小型农业机械发展驱动因素及开发方向

2020-06-27 05:58尚小龙
农业工程 2020年5期
关键词:农业机械机械化农业

尚小龙,王 博

(1.中国农业机械化科学研究院,北京100083; 2.中工国际工程股份有限公司,北京100080)

0 引言

作为农业生产的基本装备支撑,从古至今,农业机械在确保食物供给、推动文明进步方面始终发挥举足轻重的作用。随着农业机械技术不断进步,其基本动力从人力到机械、功能作用从简易到综合,适用范围从主粮生产到果蔬种植,技术水平从完全机械化到初步智能化,农业机械解放了劳动力,提高了农业生产效率和土地产出率,促进了社会多元化发展。

新中国成立以来,我国逐步建立起适合于我国国情的农机工业体系,经过70多年的发展,截至2019年,我国小麦、水稻和玉米3大粮食作物耕种管收综合机械化率均已超过80%。在主粮作物机械化率不断提高的同时,果蔬等特色经济作物的机械化水平也得到一定提升,尤其是随着丘陵山地宜机化改造耕作的推进,适合小地块、特殊农作区域和特种农作物的小型农业机械受到更多关注。但总体来看,小型农业机械的发展仍相对滞后,未能很好适应人们食物结构、农业生产方式及劳动力转移的变化。

1 小型农业机械的界定与分类方法探讨

近年来,尽管小型农业机械的舆论热度逐年高涨,但从现有的文献资料来看,截至目前,尚未有研究者从技术角度对小型农业机械进行明确界定。按照我国2015年颁布的农业行业标准NYT 1640—2015《农业机械分类》,农业机械共分为15个大类,49个小类,257个品目,并未对大中小型设备进行区分[1]。按照《中国农业机械工业年鉴(2018)》对2017年大中型拖拉机各功率段的市场销售情况统计来看,功率在18.4 kW以上的拖拉机被纳入大中型拖拉机统计范围,这就意味着行业公认的小型拖拉机为功率18 kW以下产品。微耕机方面,根据JBT 10266.1—2001《微型耕耘机 技术条件》要求,微耕机是指主机功率≤7.5 kW、总长<180 cm、整机结构质量(不包括工作部件)<150 kg,可以直接用驱动轮轴驱动旋转工作部件进行田间管理性作业的农业装备,在日常分类中有专家明确将主机功率在4.5 kW以下机型归类为小型微耕机[2]。

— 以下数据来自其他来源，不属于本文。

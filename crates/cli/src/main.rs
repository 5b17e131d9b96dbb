//! Supportline CLI: the main entry point.
//!
//! Commands:
//! - `serve`   Start the HTTP API server
//! - `chat`    One-shot or interactive chat against an organization's documents
//! - `onboard` Write the default config file
//! - `doctor`  Diagnose configuration

use clap::{Parser, Subcommand};
use std::path::PathBuf;

mod commands;

#[derive(Parser)]
#[command(
    name = "supportline",
    about = "Supportline: retrieval-grounded customer support chat",
    version,
    author
)]
struct Cli {
    #[command(subcommand)]
    command: Commands,

    /// Enable verbose logging
    #[arg(short, long, global = true)]
    verbose: bool,

    /// Emit logs as JSON lines
    #[arg(long, global = true)]
    json: bool,
}

#[derive(Subcommand)]
enum Commands {
    /// Start the HTTP API server
    Serve {
        /// Override the port
        #[arg(short, long)]
        port: Option<u16>,
    },

    /// Chat with the support assistant
    Chat {
        /// Organization whose documents ground the answers
        #[arg(long = "org")]
        organization_id: String,

        /// Session key (a fresh one is generated when omitted)
        #[arg(long = "session")]
        session_id: Option<String>,

        /// Send a single message instead of entering interactive mode
        #[arg(short, long)]
        message: Option<String>,

        /// Plain-text documents to ingest for the organization before chatting
        #[arg(long = "doc")]
        documents: Vec<PathBuf>,
    },

    /// Write the default configuration file
    Onboard,

    /// Diagnose configuration and credentials
    Doctor,
}

#[tokio::main]
async fn main() -> Result<(), Box<dyn std::error::Error>> {
    let cli = Cli::parse();

    let level = if cli.verbose { "debug" } else { "info" };
    let filter = tracing_subscriber::EnvFilter::try_from_default_env()
        .unwrap_or_else(|_| tracing_subscriber::EnvFilter::new(level));
    if cli.json {
        tracing_subscriber::fmt()
            .json()
            .with_env_filter(filter)
            .init();
    } else {
        tracing_subscriber::fmt()
            .with_env_filter(filter)
            .with_target(false)
            .init();
    }

    match cli.command {
        Commands::Serve { port } => commands::serve::run(port).await?,
        Commands::Chat {
            organization_id,
            session_id,
            message,
            documents,
        } => commands::chat::run(organization_id, session_id, message, documents).await?,
        Commands::Onboard => commands::onboard::run().await?,
        Commands::Doctor => commands::doctor::run().await?,
    }

    Ok(())
}
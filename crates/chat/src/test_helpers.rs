//! Shared test helpers: scripted collaborators and fixture builders.

use async_trait::async_trait;
use std::sync::Mutex;
use supportline_core::error::{ProviderError, RetrievalError};
use supportline_core::message::Message;
use supportline_core::provider::{Provider, ProviderRequest, ProviderResponse, Usage};
use supportline_core::retrieval::{RetrievalQuery, RetrievedSnippet, Retriever};

pub fn snippet(source: &str, position: usize, score: f32) -> RetrievedSnippet {
    RetrievedSnippet {
        content: format!("content of {source}#{position}"),
        score,
        source_id: source.to_string(),
        position_index: position,
        organization_id: "acme".into(),
    }
}

/// A provider that replays scripted outcomes and records every request.
///
/// Panics if called more times than it has outcomes.
pub struct ScriptedProvider {
    outcomes: Mutex<Vec<Result<String, ProviderError>>>,
    requests: Mutex<Vec<ProviderRequest>>,
}

impl ScriptedProvider {
    pub fn new(outcomes: Vec<Result<String, ProviderError>>) -> Self {
        Self {
            outcomes: Mutex::new(outcomes),
            requests: Mutex::new(Vec::new()),
        }
    }

    pub fn replies(texts: &[&str]) -> Self {
        Self::new(texts.iter().map(|t| Ok((*t).to_string())).collect())
    }

    pub fn failing(error: ProviderError) -> Self {
        Self::new(vec![Err(error)])
    }

    pub fn requests(&self) -> Vec<ProviderRequest> {
        self.requests.lock().unwrap().clone()
    }
}

#[async_trait]
impl Provider for ScriptedProvider {
    fn name(&self) -> &str {
        "scripted"
    }

    async fn complete(&self, request: ProviderRequest) -> Result<ProviderResponse, ProviderError> {
        let model = request.model.clone();
        self.requests.lock().unwrap().push(request);

        let mut outcomes = self.outcomes.lock().unwrap();
        assert!(!outcomes.is_empty(), "ScriptedProvider: no more outcomes");
        let text = outcomes.remove(0)?;

        Ok(ProviderResponse {
            message: Message::assistant(text),
            usage: Some(Usage {
                prompt_tokens: 10,
                completion_tokens: 5,
                total_tokens: 15,
            }),
            model,
        })
    }
}

/// A retriever returning a fixed result and recording the queries it saw.
pub struct StaticRetriever {
    result: Result<Vec<RetrievedSnippet>, RetrievalError>,
    queries: Mutex<Vec<RetrievalQuery>>,
}

impl StaticRetriever {
    pub fn returning(snippets: Vec<RetrievedSnippet>) -> Self {
        Self {
            result: Ok(snippets),
            queries: Mutex::new(Vec::new()),
        }
    }

    pub fn empty() -> Self {
        Self::returning(Vec::new())
    }

    pub fn failing(error: RetrievalError) -> Self {
        Self {
            result: Err(error),
            queries: Mutex::new(Vec::new()),
        }
    }

    pub fn queries(&self) -> Vec<RetrievalQuery> {
        self.queries.lock().unwrap().clone()
    }
}

#[async_trait]
impl Retriever for StaticRetriever {
    async fn retrieve(
        &self,
        query: &RetrievalQuery,
    ) -> Result<Vec<RetrievedSnippet>, RetrievalError> {
        self.queries.lock().unwrap().push(query.clone());
        self.result.clone()
    }
}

综合当前的普遍认识可以看出,小型农业机械是指主机体积小、质量轻、功率低、操作灵活及复杂地形适应能力强,适用于丘陵山地、设施农业和林果菜桑茶等区域特色作物的部分农业机械[3]。但整体上,农业机械的大、中、小只是一种相对概念,对其界定与分类尚处在模糊阶段,但为便于小型农业机械的应用推广、更好适应田间道路及现有特殊种植条件,建议相关部门尽快借鉴乘用车分类标准,探讨通过设备功率、外观尺寸和整机质量等对产品进行标准界定,如A0级、A级、B级和C级等,在此基础上通过推广补贴、税后优惠等方式促进其快速发展。

2 发展现状及制约因素

由于我国现代农业机械技术起步较晚,对区域特色农产品关注度不够等原因,目前小型农业机械新技术新产品供给不足,“无机可用”“有机难用”的问题长期存在,究其原因,主要是观念上重视不够、需求上应对不快、技术上配套不全和政策上支持不足。

2.1观念层面

观念层面对小型农业机械的重视程度不够。从我国农业机械化事业发展历程来看,1950年我国开始筹办国营机械化农场,这些农场绝大部分集中在黑龙江、新疆、安徽和河南等平原地区,适合统一规划、集中种植,适合大规模机械化作业[4]。为适应当时历史条件及国营农场追求“高产、高效”的实际需要,我国农业机械的科研、生产一开始就走上了追求大型化的发展道路。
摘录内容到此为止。